ANALYSES

Va-t-on vers une organisation européenne national-populiste ?

Presse
8 octobre 2018
Interview de Jean-Yves Camus - La Croix
« La coordination des nationalistes européens existe depuis longtemps. Au parlement européen, l’Europe des nations et des libertés (ENL) réunit déjà la Française Marine Le Pen, le Hollandais Geert Wilders et l’Italien Matteo Salvini. Néanmoins, depuis les années 1980-1990, les choses ont changé. Les partis d’extrême droite au gouvernement sont plus nombreux, ils ont changé d’attitude. Il y a vingt ans, le leader autrichien du FPÖ, Jorg Haider, n’était pas très enclin à s’afficher avec le Front National. En 2016, son remplaçant Heinz-Christian Strache invitait Marine Le Pen à participer à son « Printemps patriotique ». Une manière de gagner en crédibilité nationale et une visibilité internationale. Depuis, le centre de gravité des nationalistes européens a basculé au sud. C’est aujourd’hui aux côtés de Matteo Salvini que l’on cherche à poser, sur les photographies. C’est une affaire de génération, de charisme, mais aussi de géographie, alors que l’Italie est une des portes d’entrée des migrants.

L’autre nouveauté, c’est le renouvellement des thématiques partagées. Hier à Rome, Marine Le Pen et Matteo Salvini se sont rencontrés au siège de l’UGT, un syndicat proche de la Ligue, pour parler « croissance économique et perspective sociale dans une Europe des nations ». C’est surtout intéressant pour le Rassemblement national (RN) qui, du temps du FN, n’a jamais réussi à lancer une organisation capable de trouver une reconnaissance aux élections professionnelles. Il s’agit de regarder ce qui se fait ailleurs pour passer du discours à l’action sur le social.

Il reste néanmoins du chemin à parcourir avant d’assister à une organisation paneuropéenne des partis nationalistes. Les sujets de divergences sont nombreux, comme l’appartenance à l’euro et à l’Union européenne, où la palette des nuances est difficilement compatible. Les pays nordiques ne veulent pas être associés au RN ou à la Ligue. Les « Démocrates de Suède », ont collaboré avec le FN dans les années 1990, mais ils volent à présent de leurs propres ailes. Le Parti populaire danois ou les Vrais Finlandais n’ont jamais siégé au parlement européen aux côtés du FN, mais plutôt auprès des eurosceptiques. D’autres populistes au pouvoir, Viktor Orban en Hongrie ou Jarosław Kaczyński en Pologne, ne tiennent pas non plus à s’affilier à l’extrême droite, ni à l’AFD en Allemagne, ni au Rassemblement national en France.

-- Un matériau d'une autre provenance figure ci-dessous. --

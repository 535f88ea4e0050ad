//! File reading utilities

use crate::error::CliError;
use anyhow::{Context, Result};
use std::fs;
use std::path::Path;

/// File reader with UTF-8 validation
pub struct FileReader;

impl FileReader {
    /// Read a file as UTF-8 text
    pub fn read_text(path: &Path) -> Result<String> {
        if !path.exists() {
            return Err(CliError::FileNotFound(path.display().to_string()).into());
        }

        let content = fs::read_to_string(path)
            .with_context(|| format!("Failed to read file: {}", path.display()))?;

        Ok(content)
    }

    /// Length of the text in chars, the unit all offsets are counted in
    pub fn char_len(text: &str) -> usize {
        text.chars().count()
    }
}

#[cfg(test)]
mod tests {
    use super::*;
    use std::fs::{self, File};
    use tempfile::TempDir;

    #[test]
    fn test_read_text_success() {
        let temp_dir = TempDir::new().unwrap();
        let file_path = temp_dir.path().join("test.txt");

        let content = "Students have been bussed to the Bozeman Public Library.";
        fs::write(&file_path, content).unwrap();

        let result = FileReader::read_text(&file_path).unwrap();
        assert_eq!(result, content);
    }

    #[test]
    fn test_read_text_nonexistent_file() {
        let path = Path::new("/nonexistent/file.txt");
        let err = FileReader::read_text(path).unwrap_err();

        assert!(matches!(
            err.downcast_ref::<CliError>(),
            Some(CliError::FileNotFound(_))
        ));
    }

    #[test]
    fn test_read_text_rejects_invalid_utf8() {
        let temp_dir = TempDir::new().unwrap();
        let file_path = temp_dir.path().join("latin1.txt");
        fs::write(&file_path, [0x5a, 0xfc, 0x72, 0x69, 0x63, 0x68]).unwrap();

        let err = FileReader::read_text(&file_path).unwrap_err();
        assert!(err.to_string().contains("Failed to read file"));
    }

    #[test]
    fn test_utf8_char_len() {
        let temp_dir = TempDir::new().unwrap();
        let file_path = temp_dir.path().join("utf8.txt");
        fs::write(&file_path, "Zürich 🌍").unwrap();

        let text = FileReader::read_text(&file_path).unwrap();
        assert_eq!(FileReader::char_len(&text), 8);
        assert_eq!(text.len(), 12);
    }

    #[test]
    fn test_empty_file() {
        let temp_dir = TempDir::new().unwrap();
        let file_path = temp_dir.path().join("empty.txt");

        File::create(&file_path).unwrap();

        let content = FileReader::read_text(&file_path).unwrap();
        assert_eq!(content, "");
    }
}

À défaut d’une majorité au parlement européen, les nationalistes espèrent atteindre aux prochaines élections une minorité de blocage, pour mettre à mal le processus de nomination des commissaires. Leur combat commun est de déconstruire l’Europe d’aujourd’hui et de rétablir la souveraineté des nations. Mais au-delà de l’envie de renverser la table, je ne vois pas émerger un modèle alternatif. »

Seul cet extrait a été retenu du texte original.